Site icon Media KotaKita

Menjamin Masa Depan Atlet: Yenny Wahid Dorong Skema Dana Pensiun dan Literasi Keuangan

Masa kejayaan seorang atlet profesional kerap kali terbilang singkat. Menyadari tantangan tersebut, Ketua Umum Pengurus Besar Federasi Panjat Tebing Indonesia (PB FPTI), Yenny Wahid, menyuarakan dukungannya terhadap pembentukan skema dana pensiun atlet. Langkah strategis ini dinilai sangat krusial guna memberikan jaminan kesejahteraan jangka panjang bagi para pahlawan olahraga nasional setelah melewati usia produktif mereka.
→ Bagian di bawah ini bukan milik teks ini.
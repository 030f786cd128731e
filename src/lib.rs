//! Quay - a pip front-end for Python environments
//!
//! This crate locates and drives an environment's pip installer, exposing
//! package enumeration, install/uninstall, pip bootstrapping, and
//! requirement checks as asynchronous, cancellable operations that report
//! through a caller-supplied output sink.

pub mod core;
pub mod locator;
pub mod ops;
pub mod util;

/// Test utilities and fixtures for Quay unit tests.
///
/// This module is only available when compiling with `--cfg test` or
/// running tests. It stamps out fake interpreter environments backed by
/// shell scripts in temporary directories.
#[cfg(test)]
pub mod test_support;

pub use core::error::{Error, Result};
pub use core::interpreter::{InterpreterConfig, LanguageVersion};
pub use core::package::{PackageSet, PackageSpec};

pub use locator::{resolve_pip, ToolInvocation};
pub use ops::{Confirmation, ConfirmationGate, InstallPreferences, PresetGate};
pub use util::process::{ProcessBuilder, ProcessResult};
pub use util::sink::{BufferSink, ConsoleSink, OutputSink};
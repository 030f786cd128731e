//! Enumerating installed packages.
//!
//! pip may be entirely absent or broken, so enumeration is an ordered
//! fallback chain: ask pip for its own version, ask pip for the full
//! freeze listing, and as a last resort scan `site-packages` directory
//! names. The last strategy never fails hard; at worst the result is
//! empty.

use std::path::Path;
use std::sync::LazyLock;

use regex::Regex;

use crate::core::{InterpreterConfig, PackageSet, PackageSpec};
use crate::locator;

/// Version token in `pip --version` output: `pip 21.3.1 from ...`.
static PIP_VERSION_RE: LazyLock<Regex> =
    LazyLock::new(|| Regex::new(r"^pip (\d+(?:\.\d+)*)").expect("valid regex"));

/// Enumerate the packages installed in an environment.
///
/// Never fails: every degraded combination (pip missing, pip broken,
/// library directory absent) yields a set, possibly empty. The result is
/// rebuilt from scratch on every call; installed packages may have changed
/// since the last one.
pub async fn freeze(config: &InterpreterConfig) -> PackageSet {
    let pip = locator::resolve_pip(config);
    let mut packages = PackageSet::new();

    // pip's own version never shows up in `freeze` output, so probe it
    // separately and seed a synthetic entry. Failure here is non-fatal.
    match pip.to_process().arg("--version").hidden(true).run(None).await {
        Ok(result) if result.success() => {
            if let Some(spec) = parse_pip_version(&result.stdout_lines) {
                packages.insert(spec);
            }
        }
        Ok(result) => {
            tracing::debug!(code = result.exit_code, "pip --version failed");
        }
        Err(err) => {
            tracing::debug!(error = %err, "pip --version did not run");
        }
    }

    match pip.to_process().arg("freeze").hidden(true).run(None).await {
        Ok(result) if result.success() => {
            packages.extend(
                result
                    .stdout_lines
                    .iter()
                    .filter_map(|line| line.parse::<PackageSpec>().ok()),
            );
            return packages;
        }
        Ok(result) => {
            tracing::debug!(code = result.exit_code, "pip freeze failed, scanning site-packages");
        }
        Err(err) => {
            tracing::debug!(error = %err, "pip freeze did not run, scanning site-packages");
        }
    }

    // Degraded path: directory names are an approximate inventory with no
    // version information. Partial results from the probes above are
    // discarded rather than mixed in.
    scan_site_packages(&config.site_packages())
}

/// Parse the seeded `pip==<version>` entry out of `pip --version` stdout.
fn parse_pip_version(lines: &[String]) -> Option<PackageSpec> {
    lines.iter().find_map(|line| {
        PIP_VERSION_RE
            .captures(line.trim())
            .map(|caps| PackageSpec::versioned("pip", &caps[1]))
    })
}

/// Best-effort inventory from `site-packages` directory names.
///
/// Enumeration errors (missing directory, permissions) yield an empty set.
fn scan_site_packages(dir: &Path) -> PackageSet {
    let mut packages = PackageSet::new();

    let entries = match std::fs::read_dir(dir) {
        Ok(entries) => entries,
        Err(err) => {
            tracing::debug!(dir = %dir.display(), error = %err, "site-packages scan failed");
            return packages;
        }
    };

    for entry in entries.flatten() {
        if !entry.file_type().map(|t| t.is_dir()).unwrap_or(false) {
            continue;
        }
        let name = entry.file_name();
        let Some(name) = name.to_str() else { continue };
        if let Some(package) = crate::core::package::package_name_from_dir(name) {
            packages.insert(PackageSpec::bare(package));
        }
    }

    packages
}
Saat memberikan keterangan di Kompleks Istana Kepresidenan, Jakarta, Yenny menegaskan bahwa karier seorang atlet umumnya mengalami penurunan performa signifikan saat menginjak usia di atas 35 tahun. Oleh karena itu, persiapan finansial yang matang harus dilakukan sejak masa keemasan. PB FPTI sendiri telah mengambil langkah awal dengan membekali para atlet panjat tebing lewat program literasi keuangan, sehingga mereka mampu mengelola bonus dan hadiah pertandingan secara bijak.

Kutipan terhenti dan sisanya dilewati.